Tamika Mallory – American activist and one of the leading organizers of the 2017 Women’s March. She has been fighting for justice to be brought upon the officers that killed Breonna Taylor on March 13. These are among other efforts around the country to push back on gun control, feminist issues, and the Black Lives Matter movement.

Brené Brown – research professor at the University of Houston and has spent the last two decades studying courage, vulnerability, shame, and empathy. She has been listening and engaging on how racism and our shame intersect. She also speaks about how people can reflect on themselves and where they can take action to better our society. She has some antiracism resources on her website.

With all of this information and the change in our daily routines and work habits (or business adjustments), what is a fresh approach or possibly a new angle that you haven’t been able to consider?

There is one social channel against grind culture that may not be as well-known. At an initial glance, you may even perceive this place as a spoof Twitter and Instagram that is just telling you to take a nap. But hold on, it’s actually much smarter than that. The description says “We examine the liberating power of naps. We believe rest is a form of resistance and reparations. We install Nap Experiences. Founding in 2016.”

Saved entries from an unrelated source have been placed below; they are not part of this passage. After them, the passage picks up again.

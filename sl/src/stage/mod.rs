//! Stage loops
//!
//! Each stage is a small state machine run as its own task. A cycle either
//! completes, notices the run has stopped, or fails. A failed cycle is
//! logged, cleaned up after, and retried after a fixed backoff; a stage is
//! never killed by one failure.

#[cfg(test)]
pub(crate) mod mock;
mod quota;
mod stage1;
mod stage2;
mod stage3;
mod station;

pub use quota::ColorQuota;
pub use stage1::Loader;
pub use stage2::Transfer;
pub use stage3::{Destination, Sorter, destination};
pub use station::{StopObservation, Station};

use std::time::Duration;

use async_trait::async_trait;
use tracing::{Instrument, error, info, info_span};

use crate::coordinator::RunControl;

/// Outcome of one stage cycle
#[derive(Debug, Clone, Copy, PartialEq, Eq)]
pub enum CycleOutcome {
    /// Item handled; start the next cycle
    Done,
    /// The run stopped during the cycle
    Stopped,
}

/// One of the three line stages
#[async_trait]
pub trait Stage: Send + 'static {
    fn name(&self) -> &'static str;

    /// Delay after a failed cycle
    fn backoff(&self) -> Duration;

    /// Run one full cycle
    async fn cycle(&mut self, run: &RunControl) -> eyre::Result<CycleOutcome>;

    /// Best-effort cleanup after a failed cycle
    async fn recover(&mut self) {}
}

/// Per-stage cycle counts
#[derive(Debug, Clone, PartialEq, Eq)]
pub struct StageReport {
    pub stage: &'static str,
    pub cycles: u64,
    pub failures: u64,
}

/// Drive a stage until the run stops, returning it with its counts
pub async fn run_stage<S: Stage>(mut stage: S, run: RunControl) -> (S, StageReport) {
    let name = stage.name();
    let mut report = StageReport {
        stage: name,
        cycles: 0,
        failures: 0,
    };
    let mut cycle = 0u64;

    while run.is_running() {
        cycle += 1;
        let span = info_span!("stage", stage = name, cycle);
        let outcome = stage.cycle(&run).instrument(span.clone()).await;

        match outcome {
            Ok(CycleOutcome::Done) => report.cycles += 1,
            Ok(CycleOutcome::Stopped) => break,
            Err(e) => {
                report.failures += 1;
                async {
                    error!(error = %format!("{:#}", e), "Cycle failed");
                    stage.recover().await;
                }
                .instrument(span)
                .await;
                if !run.sleep(stage.backoff()).await {
                    break;
                }
            }
        }
    }

    info!(stage = name, cycles = report.cycles, failures = report.failures, "Stage loop terminated");
    (stage, report)
}
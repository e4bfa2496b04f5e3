//! Per-color sort quota

use std::collections::HashMap;

use crate::color::CubeColor;

/// Counts sorted cubes per color against a fixed cap
#[derive(Debug, Clone)]
pub struct ColorQuota {
    cap: u32,
    counts: HashMap<CubeColor, u32>,
}

impl ColorQuota {
    pub fn new(cap: u32) -> Self {
        Self {
            cap,
            counts: HashMap::new(),
        }
    }

    pub fn count(&self, color: CubeColor) -> u32 {
        self.counts.get(&color).copied().unwrap_or(0)
    }

    /// Count one cube if its color is sortable and under the cap
    pub fn try_claim(&mut self, color: CubeColor) -> bool {
        if color == CubeColor::Unknown || self.count(color) >= self.cap {
            return false;
        }
        *self.counts.entry(color).or_insert(0) += 1;
        true
    }

    /// True once every sortable color reached the cap
    pub fn is_complete(&self) -> bool {
        CubeColor::SORTED.iter().all(|c| self.count(*c) >= self.cap)
    }

    /// Counts in a fixed color order
    pub fn counts(&self) -> Vec<(CubeColor, u32)> {
        CubeColor::SORTED.iter().map(|c| (*c, self.count(*c))).collect()
    }
}
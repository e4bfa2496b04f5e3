//! Command-line behavior of the sortline binary

use assert_cmd::Command;
use predicates::prelude::*;
use tempfile::tempdir;

fn sortline() -> Command {
    Command::cargo_bin("sortline").unwrap()
}

#[test]
fn test_help_lists_subcommands() {
    sortline()
        .arg("--help")
        .assert()
        .success()
        .stdout(predicate::str::contains("run"))
        .stdout(predicate::str::contains("devices"))
        .stdout(predicate::str::contains("lights"));
}

#[test]
fn test_config_prints_effective_yaml() {
    let dir = tempdir().unwrap();
    let path = dir.path().join("sortline.yml");
    std::fs::write(&path, "quota:\n  per-color: 3\n").unwrap();

    sortline()
        .current_dir(dir.path())
        .args(["--config", path.to_str().unwrap(), "config"])
        .assert()
        .success()
        .stdout(predicate::str::contains("per-color: 3"))
        .stdout(predicate::str::contains("VirtualUarm1"));
}

#[test]
fn test_missing_config_file_fails() {
    let dir = tempdir().unwrap();
    sortline()
        .current_dir(dir.path())
        .args(["--config", "does-not-exist.yml", "config"])
        .assert()
        .failure()
        .stderr(predicate::str::contains("Failed to load"));
}

#[test]
fn test_invalid_config_is_rejected() {
    let dir = tempdir().unwrap();
    let path = dir.path().join("sortline.yml");
    std::fs::write(&path, "quota:\n  per-color: 0\n").unwrap();

    sortline()
        .current_dir(dir.path())
        .args(["--config", path.to_str().unwrap(), "config"])
        .assert()
        .failure()
        .stderr(predicate::str::contains("per-color"));
}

It might be a great time for you to check out The Nap Ministry, inspired by Tricia Hersey. White people are called to action, and people of color are expressly told to give time to taking care of themselves. Ultimately, it goes both ways – everyone needs the time to recharge and recuperate. But people of color especially are being told to value their rest more than the grind culture. Yes, you’re being told you need to manage your mental health and include self-care in your schedule.

Through The Nap Ministry, Tricia “examines rest as a form of resistance by curating safe spaces for the community to rest via Collective Napping Experiences, immersive workshops, and performance art installations.”

“In this incredibly rich offering, we speak with Tricia on the myths of grind culture, rest as resistance, and reclaiming our imaginative power through sleep. Capitalism and white supremacy have tricked us into believing that our self-worth is tied to our productivity. Tricia shares with us the revolutionary power of rest.” They have even explored embracing sleep as a political act.

Let this allow you to take a deep breath and sigh – it is a must that you take care of yourself to take care of your business as well as your customers and your community. And yes, keep your drive and desire to “get to work”. But not at your expense for the old grind culture narrative.